PRIMARY OBJECTIVE: I. To determine the persistence of NK cell infiltration within biopsy-proven keratinocyte carcinomas following intra-tumoral injection of universal donor NK cells versus (vs) TGFbeta-resistant NK cells in a cohort of patients prior to their standard of care excision. SECONDARY OBJECTIVES: I. To assess the tolerability of NK cell cutaneous intra-tumoral injection measured by adverse events, described using Common Terminology for Cancer Related Adverse Events (CTCAE version \[v\] 5).
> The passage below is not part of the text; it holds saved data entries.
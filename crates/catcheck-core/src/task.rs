//! Per-segment work units.
//!
//! A [`SegmentTask`] is an opaque handle with a non-blocking `start` and a
//! blocking `join`. The scheduler only ever talks to this trait, so the
//! thread-backed [`ThreadTask`] can be swapped for anything with the same
//! start/join shape.

use std::any::Any;
use std::mem;
use std::thread::{self, JoinHandle};

use catcheck_error::{CatcheckError, Result};
use catcheck_types::Segment;
use tracing::debug;

use crate::connection::ResultSet;

/// Boxed closure executed for one segment.
pub type SegmentJob<T> = Box<dyn FnOnce() -> Result<T> + Send + 'static>;

pub trait SegmentTask<T>: Send {
    fn segment(&self) -> &Segment;

    /// Begin execution. Must not block on the work itself.
    fn start(&mut self);

    /// Block until the work finishes and hand back its result.
    fn join(&mut self) -> Result<T>;
}

/// Produces tasks for segment-fanned checks.
pub trait TaskLauncher: Send + Sync {
    fn launch(&self, segment: Segment, job: SegmentJob<ResultSet>) -> Box<dyn SegmentTask<ResultSet>>;
}

enum TaskState<T> {
    Pending(SegmentJob<T>),
    Running(JoinHandle<Result<T>>),
    Failed(String),
    Finished,
}

/// Runs its job on a dedicated OS thread named `catcheck-seg-<dbid>`.
pub struct ThreadTask<T> {
    segment: Segment,
    state: TaskState<T>,
}

impl<T: Send + 'static> ThreadTask<T> {
    pub fn new(segment: Segment, job: SegmentJob<T>) -> Self {
        Self {
            segment,
            state: TaskState::Pending(job),
        }
    }

    fn failure(&self, message: impl Into<String>) -> CatcheckError {
        CatcheckError::SegmentTask {
            dbid: self.segment.dbid,
            message: message.into(),
        }
    }
}

impl<T: Send + 'static> SegmentTask<T> for ThreadTask<T> {
    fn segment(&self) -> &Segment {
        &self.segment
    }

    fn start(&mut self) {
        self.state = match mem::replace(&mut self.state, TaskState::Finished) {
            TaskState::Pending(job) => {
                let spawned = thread::Builder::new()
                    .name(format!("catcheck-seg-{}", self.segment.dbid))
                    .spawn(job);
                match spawned {
                    Ok(handle) => {
                        debug!(dbid = self.segment.dbid, "segment task started");
                        TaskState::Running(handle)
                    }
                    Err(err) => TaskState::Failed(format!("cannot spawn worker thread: {err}")),
                }
            }
            other => other,
        };
    }

    fn join(&mut self) -> Result<T> {
        match mem::replace(&mut self.state, TaskState::Finished) {
            TaskState::Running(handle) => match handle.join() {
                Ok(result) => result,
                Err(payload) => Err(self.failure(format!(
                    "worker panicked: {}",
                    panic_message(payload.as_ref())
                ))),
            },
            TaskState::Failed(message) => Err(self.failure(message)),
            TaskState::Pending(_) => Err(self.failure("joined before start")),
            TaskState::Finished => Err(self.failure("already joined")),
        }
    }
}

pub(crate) fn panic_message(payload: &(dyn Any + Send)) -> String {
    if let Some(message) = payload.downcast_ref::<&str>() {
        (*message).to_owned()
    } else if let Some(message) = payload.downcast_ref::<String>() {
        message.clone()
    } else {
        "non-string panic payload".to_owned()
    }
}

/// Default launcher: one [`ThreadTask`] per segment.
#[derive(Debug, Default, Clone, Copy)]
pub struct ThreadLauncher;

impl TaskLauncher for ThreadLauncher {
    fn launch(&self, segment: Segment, job: SegmentJob<ResultSet>) -> Box<dyn SegmentTask<ResultSet>> {
        Box::new(ThreadTask::new(segment, job))
    }
}

#[cfg(test)]
mod tests {
    use super::*;

    fn segment(dbid: i32) -> Segment {
        Segment {
            dbid,
            content: dbid - 2,
            hostname: "sdw".to_owned(),
            address: "sdw".to_owned(),
            port: 6000,
            datadir: "/data".to_owned(),
            is_primary: true,
        }
    }

    #[test]
    fn thread_task_runs_on_named_thread() {
        let job: SegmentJob<String> = Box::new(|| {
            Ok(thread::current().name().unwrap_or_default().to_owned())
        });
        let mut task = ThreadTask::new(segment(5), job);
        task.start();
        assert_eq!(task.join().expect("join"), "catcheck-seg-5");
    }

    #[test]
    fn panicking_job_becomes_segment_failure() {
        let job: SegmentJob<()> = Box::new(|| panic!("catalog exploded"));
        let mut task = ThreadTask::new(segment(3), job);
        task.start();
        let err = task.join().expect_err("panic must surface");
        match err {
            CatcheckError::SegmentTask { dbid, message } => {
                assert_eq!(dbid, 3);
                assert!(message.contains("catalog exploded"), "case=panic_message");
            }
            other => panic!("unexpected error: {other}"),
        }
    }

    #[test]
    fn job_error_is_returned_unchanged() {
        let job: SegmentJob<()> = Box::new(|| Err(CatcheckError::query("SELECT 1", "boom")));
        let mut task = ThreadTask::new(segment(2), job);
        task.start();
        assert!(matches!(task.join(), Err(CatcheckError::Query { .. })));
    }

    #[test]
    fn join_without_start_and_double_join_fail() {
        let mut task = ThreadTask::new(segment(2), Box::new(|| Ok(1_u8)));
        assert!(task.join().is_err(), "case=join_before_start");

        let mut task = ThreadTask::new(segment(2), Box::new(|| Ok(1_u8)));
        task.start();
        task.start();
        assert_eq!(task.join().expect("first join"), 1);
        assert!(task.join().is_err(), "case=double_join");
    }

    #[test]
    fn launcher_keeps_segment_identity() {
        let task = ThreadLauncher.launch(segment(9), Box::new(|| Ok(ResultSet::default())));
        assert_eq!(task.segment().dbid, 9);
    }
}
II. To test the feasibility of a larger study using intra-tumorally injected NK cells. EXPLORATORY/CORRELATIVE OBJECTIVES: I. To assess clinical outcomes including size, area change, and visual appearance in clinical detection of keratinocyte carcinomas between injection and excision. II. To compare NK and other immune cell presence within the tumor/tumor microenvironment (TME) in cutaneous basal cell carcinomas (BCCs) vs squamous cell carcinomas (SCCs) injected with NK vs TGFbetai cells prior to excision. OUTLINE: Patients are randomized to 1 of 2 cohorts. COHORT I: Patients undergo standard of care (SOC) biopsy on day 0 and within 4 weeks (days 10-28) receive UD expanded NK cells intratumorally. Patients undergo SOC excision 4-8 weeks (days 28-56) after biopsy. COHORT II: Patients undergo SOC biopsy on day 0 and within 4 weeks (days 10-28) receive UD expanded TGF-beta-i NK cells intratumorally. Patients undergo SOC excision 4-8 weeks (days 28-56) after biopsy.